Com Michael Leiters a liderar a Porsche desde o início do ano, com a missão de colocar a empresa novamente no caminho certo, o olhar vira-se também para a gama e para formas de a tornar mais racional.
Uma das hipóteses em cima da mesa passa pela aproximação ou mesmo fusão das berlinas Panamera (combustão e híbrido plug-in) e do Taycan (elétrico) numa única linha de modelos, com oferta diversificada de motorizações.
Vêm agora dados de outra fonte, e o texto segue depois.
//! # Rule Registry
//!
//! Maps each [`RuleKind`] to the [`RuleEvaluator`] that grades it. A registry
//! is filled once (normally through [`Registry::with_defaults`]) and then only
//! read, so one instance can be shared by every grading thread.
//!
//! [`Registry::validate_rubric`] walks the whole rule tree before grading
//! starts, so an unknown rule type or a malformed rule stops the run before a
//! single score is produced.

use std::collections::HashMap;
use std::sync::{Arc, OnceLock};

use util::execution_config::ScriptLimits;
use util::rubric::{Rubric, Rule, RuleKind};

use crate::composite::CompositeEvaluator;
use crate::cross_question::{AssumptionSetEvaluator, ConditionalEvaluator};
use crate::error::MarkerError;
use crate::evaluators::{
    ExactMatchEvaluator, KeywordEvaluator, LengthEvaluator, MultipleChoiceEvaluator,
    NumericRangeEvaluator, ProgrammableEvaluator, RegexEvaluator, SimilarityEvaluator,
};
use crate::traits::evaluator::{EvaluationContext, RuleEvaluator};
use crate::types::ScoreOutcome;

/// Deepest composite nesting accepted at validation time.
pub const MAX_RULE_DEPTH: usize = 64;

static GLOBAL: OnceLock<Registry> = OnceLock::new();

/// Process-wide registry with every built-in evaluator.
pub fn global() -> &'static Registry {
    GLOBAL.get_or_init(Registry::with_defaults)
}

#[derive(Default, Clone)]
pub struct Registry {
    evaluators: HashMap<RuleKind, Arc<dyn RuleEvaluator>>,
}

impl std::fmt::Debug for Registry {
    fn fmt(&self, f: &mut std::fmt::Formatter<'_>) -> std::fmt::Result {
        let mut kinds: Vec<_> = self.evaluators.keys().copied().collect();
        kinds.sort();
        f.debug_struct("Registry").field("kinds", &kinds).finish()
    }
}

impl Registry {
    /// A registry with nothing registered.
    pub fn empty() -> Self {
        Self::default()
    }

    pub fn with_defaults() -> Self {
        let mut registry = Self::empty();
        registry.register(ExactMatchEvaluator);
        registry.register(NumericRangeEvaluator);
        registry.register(MultipleChoiceEvaluator);
        registry.register(LengthEvaluator);
        registry.register(KeywordEvaluator);
        registry.register(RegexEvaluator::default());
        registry.register(SimilarityEvaluator);
        registry.register(ProgrammableEvaluator);
        registry.register(CompositeEvaluator);
        registry.register(ConditionalEvaluator);
        registry.register(AssumptionSetEvaluator);
        registry
    }

    /// Bind `evaluator` to its kind, returning whatever it replaced.
    pub fn register<E: RuleEvaluator + 'static>(&mut self, evaluator: E) -> Option<Arc<dyn RuleEvaluator>> {
        self.evaluators.insert(evaluator.kind(), Arc::new(evaluator))
    }

    pub fn unregister(&mut self, kind: RuleKind) -> Option<Arc<dyn RuleEvaluator>> {
        self.evaluators.remove(&kind)
    }

    pub fn contains(&self, kind: RuleKind) -> bool {
        self.evaluators.contains_key(&kind)
    }

    pub fn evaluator(&self, kind: RuleKind) -> Result<&dyn RuleEvaluator, MarkerError> {
        self.evaluators
            .get(&kind)
            .map(|e| e.as_ref())
            .ok_or(MarkerError::UnknownRuleType(kind))
    }

    /// Grade `rule` with the evaluator registered for its kind.
    pub fn dispatch(&self, rule: &Rule, ctx: &EvaluationContext<'_>) -> Result<ScoreOutcome, MarkerError> {
        let outcome = self.evaluator(rule.kind())?.evaluate(rule, ctx)?;
        tracing::debug!(
            rule = %outcome.rule_id,
            student = %ctx.submission.student_id,
            points = outcome.points_awarded,
            max = outcome.max_points,
            "Evaluated rule"
        );
        Ok(outcome)
    }

    /// Validate one rule and everything nested in it, collecting every problem.
    pub fn validate_rule(&self, rule: &Rule) -> Vec<MarkerError> {
        self.validate_rule_with(rule, &ScriptLimits::default())
    }

    /// [`validate_rule`](Self::validate_rule) against the limits scripts
    /// will actually run under.
    pub fn validate_rule_with(&self, rule: &Rule, limits: &ScriptLimits) -> Vec<MarkerError> {
        let mut problems = Vec::new();
        self.walk(rule, limits, 1, &mut problems);
        problems
    }

    fn walk(&self, rule: &Rule, limits: &ScriptLimits, depth: usize, problems: &mut Vec<MarkerError>) {
        if depth > MAX_RULE_DEPTH {
            problems.push(MarkerError::RuleTooDeep {
                rule: rule.label(),
                limit: MAX_RULE_DEPTH,
            });
            return;
        }

        let max = rule.declared_max_points();
        if !max.is_finite() || max < 0.0 {
            problems.push(MarkerError::invalid_rule(
                rule.label(),
                format!("max points must be a non-negative number, got {max}"),
            ));
        }

        match self.evaluator(rule.kind()) {
            Ok(evaluator) => {
                if let Err(err) = evaluator.validate_with_limits(rule, limits) {
                    problems.push(err);
                }
            }
            Err(err) => problems.push(err),
        }

        for child in rule.children() {
            self.walk(child, limits, depth + 1, problems);
        }
    }

    /// Validate a whole rubric. Every problem is reported, not only the first.
    pub fn validate_rubric(&self, rubric: &Rubric) -> Result<(), MarkerError> {
        self.validate_rubric_with(rubric, &ScriptLimits::default())
    }

    pub fn validate_rubric_with(&self, rubric: &Rubric, limits: &ScriptLimits) -> Result<(), MarkerError> {
        let problems: Vec<String> = rubric
            .rules
            .iter()
            .enumerate()
            .flat_map(|(index, rule)| {
                self.validate_rule_with(rule, limits)
                    .into_iter()
                    .map(move |err| format!("rule #{}: {err}", index + 1))
            })
            .collect();

        if problems.is_empty() {
            tracing::debug!(rubric = %rubric.name, rules = rubric.rules.len(), "Rubric validated");
            Ok(())
        } else {
            tracing::warn!(rubric = %rubric.name, problems = problems.len(), "Rubric failed validation");
            Err(MarkerError::Validation(problems))
        }
    }
}
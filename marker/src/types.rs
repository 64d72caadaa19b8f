//! # Types Module
//!
//! [`ScoreOutcome`] is the result of evaluating one rule against one
//! submission. Outcomes are built fresh for every (rule, submission) pair and
//! never shared between submissions.

use serde::{Deserialize, Serialize};
use util::rubric::Rule;

/// Tolerance used when deciding whether a rule awarded its full points.
pub const EPSILON: f64 = 1e-9;

/// Why an outcome scored zero without the answer being judged.
#[derive(Debug, Clone, Copy, PartialEq, Eq, Hash, Serialize, Deserialize)]
#[serde(rename_all = "snake_case")]
pub enum FailureKind {
    /// The answer could not be interpreted (e.g. a non-numeric value).
    EvaluationError,
    /// The scoring script failed or produced no usable score.
    ScriptError,
    Timeout,
    MemoryExceeded,
}

#[derive(Debug, Clone, PartialEq, Serialize, Deserialize)]
pub struct ScoreOutcome {
    pub rule_id: String,
    pub question_id: String,
    pub points_awarded: f64,
    pub max_points: f64,
    /// `None` when the rule did not apply to this submission.
    pub is_correct: Option<bool>,
    #[serde(default)]
    pub feedback: String,
    #[serde(default, skip_serializing_if = "Option::is_none")]
    pub student_answer: Option<String>,
    #[serde(default, skip_serializing_if = "Option::is_none")]
    pub correct_answer: Option<String>,
    #[serde(default, skip_serializing_if = "Option::is_none")]
    pub failure: Option<FailureKind>,
}

/// Clamp `points` into `[0, max]`, treating NaN as zero.
pub fn clamp_points(points: f64, max: f64) -> f64 {
    let max = if max.is_finite() { max.max(0.0) } else { 0.0 };
    if points.is_nan() {
        return 0.0;
    }
    points.clamp(0.0, max)
}

impl ScoreOutcome {
    /// A zero-point, incorrect outcome for `rule` worth `max_points`.
    pub fn for_rule(rule: &Rule, max_points: f64) -> Self {
        Self {
            rule_id: rule.label(),
            question_id: rule.primary_question().to_string(),
            points_awarded: 0.0,
            max_points: clamp_points(max_points, f64::MAX),
            is_correct: Some(false),
            feedback: String::new(),
            student_answer: None,
            correct_answer: None,
            failure: None,
        }
    }

    /// Outcome for a rule whose precondition did not hold. Excluded from
    /// both sides of the totals.
    pub fn not_applicable(rule: &Rule, feedback: impl Into<String>) -> Self {
        Self {
            is_correct: None,
            feedback: feedback.into(),
            ..Self::for_rule(rule, rule.declared_max_points())
        }
    }

    /// Zero-point outcome for an answer or script that could not be judged.
    pub fn failed(rule: &Rule, kind: FailureKind, feedback: impl Into<String>) -> Self {
        Self {
            feedback: feedback.into(),
            failure: Some(kind),
            ..Self::for_rule(rule, rule.declared_max_points())
        }
    }

    /// Award `points` (clamped) and mark the outcome correct iff the award is full.
    pub fn award(mut self, points: f64) -> Self {
        self.points_awarded = clamp_points(points, self.max_points);
        self.is_correct = Some(self.is_full());
        self
    }

    pub fn correct_if(mut self, correct: bool) -> Self {
        self.is_correct = Some(correct);
        self
    }

    pub fn with_feedback(mut self, feedback: impl Into<String>) -> Self {
        self.feedback = feedback.into();
        self
    }

    pub fn with_question(mut self, question_id: impl Into<String>) -> Self {
        self.question_id = question_id.into();
        self
    }

    pub fn with_student_answer(mut self, answer: impl Into<String>) -> Self {
        self.student_answer = Some(answer.into());
        self
    }

    pub fn with_correct_answer(mut self, answer: impl Into<String>) -> Self {
        self.correct_answer = Some(answer.into());
        self
    }

    pub fn is_applicable(&self) -> bool {
        self.is_correct.is_some()
    }

    fn is_full(&self) -> bool {
        self.points_awarded + EPSILON >= self.max_points
    }

    /// Applicable and awarded every available point.
    pub fn fully_passed(&self) -> bool {
        self.is_applicable() && self.is_full()
    }

    /// `points / max`, or 0 when the rule is worth nothing.
    pub fn normalized(&self) -> f64 {
        if self.max_points > 0.0 {
            (self.points_awarded / self.max_points).clamp(0.0, 1.0)
        } else {
            0.0
        }
    }
}

/// Round a float to two decimal places.
#[inline]
pub fn round2(x: f64) -> f64 {
    (x * 100.0).round() / 100.0
}

#[cfg(test)]
mod tests {
    use super::*;
    use util::rubric::{ConditionalRule, ExactMatchRule};

    fn exact(max: f64) -> Rule {
        Rule::ExactMatch(ExactMatchRule {
            question_id: "Q1".into(),
            correct_answer: "Paris".into(),
            max_points: max,
            case_sensitive: false,
            trim_whitespace: true,
            description: None,
        })
    }

    #[test]
    fn award_clamps_into_range() {
        let rule = exact(10.0);
        assert_eq!(ScoreOutcome::for_rule(&rule, 10.0).award(15.0).points_awarded, 10.0);
        assert_eq!(ScoreOutcome::for_rule(&rule, 10.0).award(-3.0).points_awarded, 0.0);
        assert_eq!(ScoreOutcome::for_rule(&rule, 10.0).award(f64::NAN).points_awarded, 0.0);
    }

    #[test]
    fn award_sets_correctness() {
        let rule = exact(10.0);
        assert_eq!(ScoreOutcome::for_rule(&rule, 10.0).award(10.0).is_correct, Some(true));
        assert_eq!(ScoreOutcome::for_rule(&rule, 10.0).award(9.5).is_correct, Some(false));
    }

    #[test]
    fn labels_and_questions_come_from_the_rule() {
        let outcome = ScoreOutcome::for_rule(&exact(10.0), 10.0);
        assert_eq!(outcome.rule_id, "EXACT_MATCH:Q1");
        assert_eq!(outcome.question_id, "Q1");
    }

    #[test]
    fn not_applicable_is_tri_state() {
        let rule = Rule::Conditional(ConditionalRule {
            if_question: "Q1".into(),
            if_answer: "yes".into(),
            then_question: "Q2".into(),
            then_correct_answer: "42".into(),
            max_points: 4.0,
            description: None,
        });
        let outcome = ScoreOutcome::not_applicable(&rule, "skipped");
        assert_eq!(outcome.is_correct, None);
        assert!(!outcome.is_applicable());
        assert!(!outcome.fully_passed());
        assert_eq!(outcome.points_awarded, 0.0);

        let json = serde_json::to_value(&outcome).unwrap();
        assert!(json["is_correct"].is_null());
    }

    #[test]
    fn failures_are_zero_and_tagged() {
        let outcome = ScoreOutcome::failed(&exact(3.0), FailureKind::Timeout, "Script timed out");
        assert_eq!(outcome.points_awarded, 0.0);
        assert_eq!(outcome.max_points, 3.0);
        assert_eq!(outcome.failure, Some(FailureKind::Timeout));
        assert_eq!(
            serde_json::to_value(&outcome).unwrap()["failure"],
            "timeout"
        );
    }

    #[test]
    fn normalized_handles_zero_max() {
        let outcome = ScoreOutcome::for_rule(&exact(0.0), 0.0);
        assert_eq!(outcome.normalized(), 0.0);
        assert!(outcome.fully_passed());
    }

    #[test]
    fn round2_keeps_two_decimals() {
        assert_eq!(round2(2.346), 2.35);
        assert_eq!(round2(66.666_666), 66.67);
    }
}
Se o Taycan foi um sucesso de vendas nos primeiros anos após o lançamento em 2019, as entregas globais começaram a cair alguns anos depois, impulsionadas pela volatilidade do mercado de elétricos e pela quebra acentuada na China, um dos maiores mercados da marca alemã. Neste momento, o Panamera já supera o Taycan em volume de vendas a nível global, números que se têm mantido estáveis.
Mais sinergias
As razões por detrás desta possibilidade são relativamente fáceis de perceber. Panamera e Taycan são berlinas de quatro portas com um posicionamento semelhante, mas exigem duas linhas de investimento separadas e partilham pouco ou quase nada entre si.
Desde logo, assentam em plataformas completamente diferentes. O Panamera recorre à arquitetura MSB, partilhada com o Bentley Continental GT, enquanto o Taycan utiliza a plataforma J1, também adotada pelo Audi e-tron GT.
Ainda assim, de acordo com fontes internas, as restantes diferenças (dimensionais e outras características) não seriam um obstáculo determinante para uma eventual aproximação ou fusão dos dois modelos. Aliás, a marca de Estugarda já segue atualmente uma lógica de identidade comum em modelos tecnicamente distintos. É o que se vê no Porsche Macan e no Cayenne, cujas versões elétricas e a combustão coexistem no mercado, apesar de assentarem em plataformas diferentes.
Ao aproximar as duas gamas, a Porsche poderia aumentar a partilha de componentes, simplificar o desenvolvimento e cortar custos de forma significativa, numa estratégia que poderá traduzir-se numa poupança de vários milhares de milhões de euros.
Quando chega?
Para já, nada foi confirmado oficialmente pela marca, e não existem datas anunciadas para o lançamento dos sucessores das atuais gerações de ambos os modelos.
Ainda assim, a expectativa é que ambos recebam novas gerações - ou uma nova gama unificada - ainda nesta década, isto é, antes de 2030.